Your mini spent days cramming for a huge algebra test and now she comes home with a big grin on her face and an "A." You couldn't be prouder of her and, of course, you should let her know how great she is. But before you congratulate her on her top score, you may want to heed the advice of Rachel Lugo, a licensed professional counselor at The Watson Institute in Pittsburgh.
Compliment traits and not states, Lugo says. “It’s natural for kids to see outcomes, without connecting the dots to the processes that brought them about.” So, instead of saying, “You aced that test—you’re so smart!” Lugo advises saying something like, “I’m proud of you for working hard!”
This simple shift is a great way to teach your child the importance of hard work and persistence. And perhaps even more importantly, it will also help her understand that while she can’t always control her circumstances, she can control her actions.

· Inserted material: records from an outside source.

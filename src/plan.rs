// src/plan.rs

//! Turns a manifest into the ordered list of processes to launch.

use tracing::{debug, warn};

use crate::config::Manifest;
use crate::engine::{LaunchSpec, ProcessName};
use crate::env::{EnvMap, EnvResolver};
use crate::expr::TemplateError;
use crate::selection::Selection;

/// Where a template error came from.
#[derive(Debug, Clone, PartialEq, Eq)]
pub enum ErrorScope {
    /// `deploy.env`, shared by every process.
    Shared,
    Process(ProcessName),
}

#[derive(Debug, Clone, Default)]
pub struct LaunchPlan {
    /// Selected processes, in manifest order (API first).
    pub specs: Vec<LaunchSpec>,
    /// Processes filtered out by the selection.
    pub skipped: Vec<ProcessName>,
    /// Template expressions that failed to parse and were kept verbatim.
    pub template_errors: Vec<(ErrorScope, TemplateError)>,
}

/// Select processes and resolve their environments against `ambient`.
///
/// Skipped processes are not resolved at all. Template errors are logged
/// and collected; they never fail the plan.
pub fn build_plan(manifest: &Manifest, selection: &Selection, ambient: EnvMap) -> LaunchPlan {
    let known: Vec<&str> = manifest.process_names().collect();
    for name in selection.unknown_names(&known) {
        warn!(process = %name, "selected process is not declared in the manifest");
    }

    let resolver = EnvResolver::new(ambient, &manifest.shared_env);
    let mut plan = LaunchPlan::default();

    for error in resolver.shared_errors() {
        warn!(scope = "deploy.env", %error, "template expression left unresolved");
        plan.template_errors.push((ErrorScope::Shared, error.clone()));
    }

    for process in &manifest.processes {
        if selection.is_skipped(&process.name) {
            debug!(process = %process.name, "skipping process");
            plan.skipped.push(process.name.clone());
            continue;
        }

        let resolved = resolver.resolve(&process.env);
        for error in resolved.errors {
            warn!(process = %process.name, %error, "template expression left unresolved");
            plan.template_errors
                .push((ErrorScope::Process(process.name.clone()), error));
        }

        plan.specs.push(LaunchSpec {
            name: process.name.clone(),
            command: process.command.clone(),
            env: resolved.vars,
        });
    }

    plan
}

A Columbia University study published in the Journal of Personality and Social Psychology echoes this theory. In the study, researchers found that children who were praised for their intelligence (as opposed to their effort) became overly focused on the result. This, in turn, caused them to attribute their failure on a test due to a lack of ability—something they believed that they could not change. These children then performed poorly in subsequent tasks. Meanwhile, children who were praised for effort, attributed their failure to lack of trying (which they believed they could change), and they performed well in future activities. They also worked harder and enjoyed new challenges more than the "intelligent" group.
Parenting expert and psychologist Reena B. Patel agrees. Praising effort over outcome “helps to avoid deflating a child's self-esteem and teaches kids to focus on the process—something they can adjust.”